When I was pregnant with my first born I craved cheese all the time. I ate so much cheese… string cheese, cottage cheese, hard cheese, soft cheese – you name something with the word cheese in it and I was eating it... all.the.time… Come to find out my body wasn’t really craving cheese, it was craving protein and I simply misread the signs and gave myself what seemed to be filling the void. (Now my first born and I have a dairy intolerance… go figure)
Bunny trail for a moment, don’t get lost…

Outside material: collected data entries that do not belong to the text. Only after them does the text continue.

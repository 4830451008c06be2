//! Votes cast by users on hashed content.

use chrono::{DateTime, Utc};
use serde::{Deserialize, Serialize};
use utoipa::ToSchema;
use uuid::Uuid;

/// Subject name used in failures raised by vote operations.
pub const VOTE_SUBJECT: &str = "Vote";

/// Direction of a vote.
#[derive(Debug, Clone, Copy, PartialEq, Eq, Hash, Serialize, Deserialize, ToSchema)]
#[serde(rename_all = "lowercase")]
pub enum VoteType {
    Upvote,
    Downvote,
}

impl VoteType {
    /// Stable storage representation.
    pub fn as_str(self) -> &'static str {
        match self {
            Self::Upvote => "upvote",
            Self::Downvote => "downvote",
        }
    }

    /// Parse the storage representation.
    pub fn parse(value: &str) -> Option<Self> {
        match value {
            "upvote" => Some(Self::Upvote),
            "downvote" => Some(Self::Downvote),
            _ => None,
        }
    }
}

/// A single user's vote on a piece of content.
///
/// ## Invariants
/// - At most one vote exists per `(wallet_address, hash)` pair.
#[derive(Debug, Clone, PartialEq, Eq, Serialize, Deserialize, ToSchema)]
#[serde(rename_all = "camelCase")]
pub struct Vote {
    pub id: Uuid,
    pub wallet_address: String,
    pub hash: String,
    pub vote_type: VoteType,
    pub created_at: DateTime<Utc>,
    pub updated_at: DateTime<Utc>,
}

impl Vote {
    /// Create a fresh vote.
    pub fn cast(
        wallet_address: impl Into<String>,
        hash: impl Into<String>,
        vote_type: VoteType,
        now: DateTime<Utc>,
    ) -> Self {
        Self {
            id: Uuid::new_v4(),
            wallet_address: wallet_address.into(),
            hash: hash.into(),
            vote_type,
            created_at: now,
            updated_at: now,
        }
    }
}

/// What [`handle_vote`](crate::domain::ports::VoteLedger::handle_vote) did.
#[derive(Debug, Clone, Copy, PartialEq, Eq, Serialize, Deserialize, ToSchema)]
#[serde(rename_all = "snake_case")]
pub enum VoteAction {
    /// No prior vote existed; a new one was recorded.
    Cast,
    /// A prior vote of the other type was flipped.
    Switched,
    /// A prior vote of the same type was removed.
    Withdrawn,
}

/// Aggregated votes for one content hash.
#[derive(Debug, Clone, PartialEq, Eq, Serialize, Deserialize, ToSchema)]
#[serde(rename_all = "camelCase")]
pub struct VoteSummary {
    pub hash: String,
    pub upvotes: u64,
    pub downvotes: u64,
    pub score: i64,
}

impl VoteSummary {
    /// Tally a list of votes for `hash`.
    pub fn tally(hash: impl Into<String>, votes: &[Vote]) -> Self {
        let (upvotes, downvotes) =
            votes
                .iter()
                .fold((0_u64, 0_u64), |(up, down), vote| match vote.vote_type {
                    VoteType::Upvote => (up + 1, down),
                    VoteType::Downvote => (up, down + 1),
                });
        let score = i64::try_from(upvotes)
            .unwrap_or(i64::MAX)
            .saturating_sub(i64::try_from(downvotes).unwrap_or(i64::MAX));
        Self {
            hash: hash.into(),
            upvotes,
            downvotes,
            score,
        }
    }
}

Today was a great day, like a really great day.
Workout - check
Drink coffee while hot - check
Shower alone - check
Interview new team member for the studio - check
Get immense to-do list done with the help of our lovely Miss Katherine - check
Starbucks run - check
Shopping with a friend to renovate the staff lounge - check
Meet the teacher with adorable students - check!
It was a fantastic day! But I got in the car after all of that to drive home and I felt this little voice telling me all of the things missing in my life…. I wish my life were just easy, I wish something good would come to me without effort, I wish... well, you get the point.
I basically was talking to myself the entire drive… I am so glad that cars have Bluetooth now so I can hope some of the other drivers assume I am talking to a real person and not just myself.
Somewhere halfway back home I realized that what I was saying to myself was not true… It wasn’t true and it wasn’t going to help. You see, my heart – like my pregnancy cravings - is totally off base….
I used to have Psalms 37:4 (Take delight in the LORD, and he will give you the desires of your heart.) as my vanity license place number. What I didn't really get at that point was that my heart, it doesn't really know what it wants... or really, it doesn't know what God wants for me enough to tell me.
"The heart is deceitful above all things and beyond cure. Who can understand it?" Jeremiah 17:9
Sometimes my heart craves for cheese... and by cheese I mean empty flattery, attention, ease of life, wealth, to win and to just be noticed, just to name a few things.
"...whatever is true, whatever is honorable, whatever is right, whatever is pure, whatever is lovely, whatever is admirable—if anything is excellent or praiseworthy—think on these things." Phillipians 4:8
God wants to give us our true (longing after Him, heart beating in time with Him) longing…. But sometimes we don’t even recognize it because we are too busy smelling the fondu to appreciate the steak (Enough cheese metaphors yet?)
So what did I do? I forgot about that chat I had with myself on the way home…. I let go of the cheese, and then I parked my car and walked across the street from my house and watched the sun set and listened to the ducks squawk at me and the frogs croak and I soaked in the beauty of God’s creation, and I filled my cup full of Him and I asked for filet minion…
I don’t want cheese anymore, I want what God wants for me. If my coming steak, prepared by the most loving chef in the world, is anything like the other amazing things he has prepared for me (My kids, my family, my friends, my passions, my job) then it’s going to be way more amazing than any charcuterie board every could be.
I don’t know what you are craving right now… Is it health? Is it financial freedom? Is it a relationship? Is it children? Whatever it is, it might be good, it might be delicious in fact, but maybe God has got something better in mind, something for your GOOD, and not just for your right now satisfaction.
"And we know that God causes everything to work together for the good of those who love God and are called according to his purpose for them." Romans 8:29
I am sitting here (it’s dark now) praying for whomever reads this, praying that your heart would have a stirring like mine tonight to yearn for your creator, to yearn for the one who can satisfy you, to yearn for the giver of all good gifts… I am praying for me too, that I wouldn’t let myself get even halfway home without noticing the voice inside my head is the one who wants to destroy me, the one who wants me to yearn for more than God has given me already.
Thanks for coming along this journey with me!